I’m not here to play the Blame Game, but with all of the emotions surrounding IF, blame sometimes occurs. DH and I are among those who never did anything in the past that could have led to our current problems. But what if one of us had made a choice that directly contributed to our current IF? How would we react now? Would the “innocent” one blame the one who had made that fateful choice? From what I’ve seen of others, some couples refrain from blame, and some can’t help it.

Even though the doctors have never diagnosed DH or myself with anything that would explain our IF, I believe that our difficulties result from some sub-clinical endocrine issues that I inherited. I don’t blame my relatives for passing the problems on to me. I can’t really blame myself for how my body works either. Yet, I do. Just a little.

It would be great if my non-blaming attitude for pottery extended to IF. But with pottery, I can always make another one. Unfortunately it doesn’t work that way with babies.

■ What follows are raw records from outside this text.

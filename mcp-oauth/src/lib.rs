//! # Ekaya MCP OAuth
//!
//! OAuth 2.0 discovery and token exchange for a multi-tenant MCP resource
//! server. One deployment trusts several authorization servers; callers pick
//! one per request and anything outside the whitelist is refused.
//!
#![allow(clippy::uninlined_format_args)]
#![allow(clippy::new_without_default)]
//! ## Quick Start
//!
//! ```rust,ignore
//! use std::sync::Arc;
//! use std::time::Duration;
//! use ekaya_mcp_oauth::{
//!     HttpTokenExchanger, MemorySessionStore, OAuthConfig, OAuthState, StaticProjectLookup,
//!     oauth_router,
//! };
//!
//! let config = OAuthConfig::from_file("ekaya-oauth.toml")?;
//! config.validate()?;
//!
//! let exchanger = HttpTokenExchanger::new(
//!     Arc::new(config.registry()),
//!     Duration::from_secs(config.exchange_timeout_secs),
//! )?;
//! let sessions = MemorySessionStore::new(Duration::from_secs(config.pending_session_ttl_secs));
//! let projects = StaticProjectLookup::new(config.project_pages()?);
//!
//! let state = OAuthState::new(config, Arc::new(exchanger), Arc::new(sessions), Arc::new(projects));
//! let app = oauth_router().with_state(state);
//! ```
//!
//! ## Endpoints
//!
//! | Method | Path | |
//! |---|---|---|
//! | GET | `/.well-known/oauth-authorization-server[/{path}]` | RFC 8414 |
//! | GET | `/.well-known/oauth-protected-resource[/{path}]` | RFC 9728 |
//! | POST | `/api/auth/complete-oauth` | browser completion, sets `ekaya_jwt` |
//! | POST | `/mcp/oauth/token` | programmatic exchange |
//! | POST | `/api/projects/{pid}/auth/logout` | clears `ekaya_jwt` |

pub mod config;
pub mod error;
pub mod exchange;
pub mod oauth;
pub mod projects;
pub mod session;
pub mod validation;

pub use config::{ConfigError, OAuthConfig};
pub use error::{ApiError, OAuthErrorBody};
pub use exchange::{
    ExchangeError, ExchangeRequest, HttpTokenExchanger, TokenExchangeResult, TokenExchanger,
};
pub use oauth::{BearerCredential, OAuthState, oauth_router};
pub use projects::{ProjectLookup, ProjectLookupError, StaticProjectLookup};
pub use session::{MemorySessionStore, PendingAuthorization, Session, SessionError, SessionStore};
pub use validation::{AuthServerRegistry, require_configured, validate_auth_url};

12 Responses to “Show and Tell: Zen Non-Attachment Revisited”

  1. JuliaS Says:

    Neat analogy and nice looking pot. I kind of like the extra bits. Sometimes what you expect and what you get turns out to be a bit of a surprise.

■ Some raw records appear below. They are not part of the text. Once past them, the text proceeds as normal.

//! Programmatic token endpoint
//!
//! MCP and API clients exchange their authorization code here and receive the
//! token in the JSON body. This endpoint never sets a cookie.

use std::net::SocketAddr;

use axum::{
    Form, Json,
    extract::{ConnectInfo, State, rejection::FormRejection},
    http::{HeaderMap, StatusCode, header},
    response::{IntoResponse, Response},
};
use tracing::{error, info};

use crate::error::ApiError;
use crate::exchange::{ExchangeError, ExchangeRequest};
use crate::oauth::models::{
    GRANT_TYPE_AUTHORIZATION_CODE, TOKEN_LIFETIME_SECS, TokenRequest, TokenResponse,
};
use crate::oauth::{OAuthState, client_addr};
use crate::validation::{require_configured, validate_auth_url};

/// POST /mcp/oauth/token
///
/// # Request (application/x-www-form-urlencoded)
/// ```text
/// grant_type=authorization_code
/// &code=...
/// &code_verifier=...
/// &redirect_uri=http://localhost:8080/callback
/// &client_id=...
/// &auth_url=https://auth.example.com   (optional)
/// ```
///
/// # Response
/// ```json
/// {
///   "access_token": "jwt_token_here",
///   "token_type": "Bearer",
///   "expires_in": 86400
/// }
/// ```
pub async fn token_endpoint(
    State(state): State<OAuthState>,
    connect_info: Option<ConnectInfo<SocketAddr>>,
    headers: HeaderMap,
    form: Result<Form<TokenRequest>, FormRejection>,
) -> Result<Response, ApiError> {
    let Form(request) = form.map_err(|e| ApiError::InvalidRequest(e.body_text()))?;

    let grant_type = required(request.grant_type.as_deref(), "grant_type")?;
    if grant_type != GRANT_TYPE_AUTHORIZATION_CODE {
        return Err(ApiError::UnsupportedGrantType(grant_type.to_string()));
    }

    let code = required(request.code.as_deref(), "code")?;
    let code_verifier = required(request.code_verifier.as_deref(), "code_verifier")?;
    let redirect_uri = required(request.redirect_uri.as_deref(), "redirect_uri")?;
    let client_id = required(request.client_id.as_deref(), "client_id")?;

    let client = client_addr(&headers, connect_info.as_ref());
    let auth_url = require_configured(validate_auth_url(
        request.auth_url.as_deref().unwrap_or_default(),
        &state.config.auth_server_url,
        &state.registry,
        &client,
    )?)?;

    let result = state
        .exchanger
        .exchange(ExchangeRequest {
            code: code.to_string(),
            code_verifier: code_verifier.to_string(),
            redirect_uri: redirect_uri.to_string(),
            client_id: client_id.to_string(),
            auth_url: auth_url.to_string(),
        })
        .await
        .map_err(|e| exchange_failure(e, auth_url))?;

    info!(client_id = %client_id, auth_server = %auth_url, "issued token via token endpoint");

    let body = TokenResponse {
        access_token: result.access_token,
        token_type: "Bearer".to_string(),
        expires_in: TOKEN_LIFETIME_SECS,
    };
    Ok((
        StatusCode::OK,
        [(header::CACHE_CONTROL, "no-store"), (header::PRAGMA, "no-cache")],
        Json(body),
    )
        .into_response())
}

fn required<'a>(value: Option<&'a str>, name: &str) -> Result<&'a str, ApiError> {
    value
        .filter(|v| !v.is_empty())
        .ok_or_else(|| ApiError::InvalidRequest(format!("{name} is required")))
}

/// Map an exchanger failure to the client facing error, logging the detail
pub(crate) fn exchange_failure(err: ExchangeError, auth_url: &str) -> ApiError {
    match err {
        ExchangeError::InvalidAuthUrl => ApiError::InvalidAuthUrl,
        other => {
            error!(error = %other, auth_server = %auth_url, "token exchange failed");
            ApiError::Server("token exchange failed".to_string())
        }
    }
}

    As for blame – I do that, even years later when it no longer really matters anymore the what or wherefores. Several months after we found out I was annovulatory, we found out dh had a varicocele and low count. I was actually relieved it wasn’t “all my fault.” I felt like it put us on equal fault footing. Karma’s a pain though – eventually recurrent miscarraige tipped the guilt scales over to my side again. :0(

  2. Kristin Says:

    You are so right. “It would be great if my non-blaming attitude for pottery extended to IF.” It is so hard to avoid blaming your body when infertility abounds.

  3. Kristin Says:

    Beautiful pot (even with the additions), btw!

  4. Murgdan Says:

    …and I was thinking what a beautiful pot, flaws and all. Because none of us is truly flawless. I’m liking your zen analogy–and am keeping it with me as we begin our IF testing this week…

  5. Stephanie Says:

    Neat analogy and insight.

  6. Nity Says:

    Blame and guilt are intertwined in feelings about IF for me. It’s so hard to want either feel guilty and blame myself or blame hubby and feel guilty. Ugh. Nice analogy.

  7. Danielle Says:

    The pot is beautiful! I enjoyed the analogy, playing the Blame Game sucks! Even when we’re playing it in our heads, to ourselves.

  8. chicklet Says:

    I’m with the others, nice post and analogy.

  9. Arian Says:

    Love the pot. Even with its extra bits. I think that adds character!

  10. Lori Says:

    You’ve made me revisit some unpleasant emotions.

    Even though neither Hubby nor I did anything to cause IF, I still placed blame and was very angry for a long time.

    You pottery and zen-ness are giving me something to think about today. Thanks!

  11. Martha Says:

    Thanks for the thoughtful and insightful post. I send you my best. Thanks also for stopping by my blog.

  12. topcat Says:

    Wow, I’ve always admired people who can do pottery … I LOVE pottery. I think it looks great!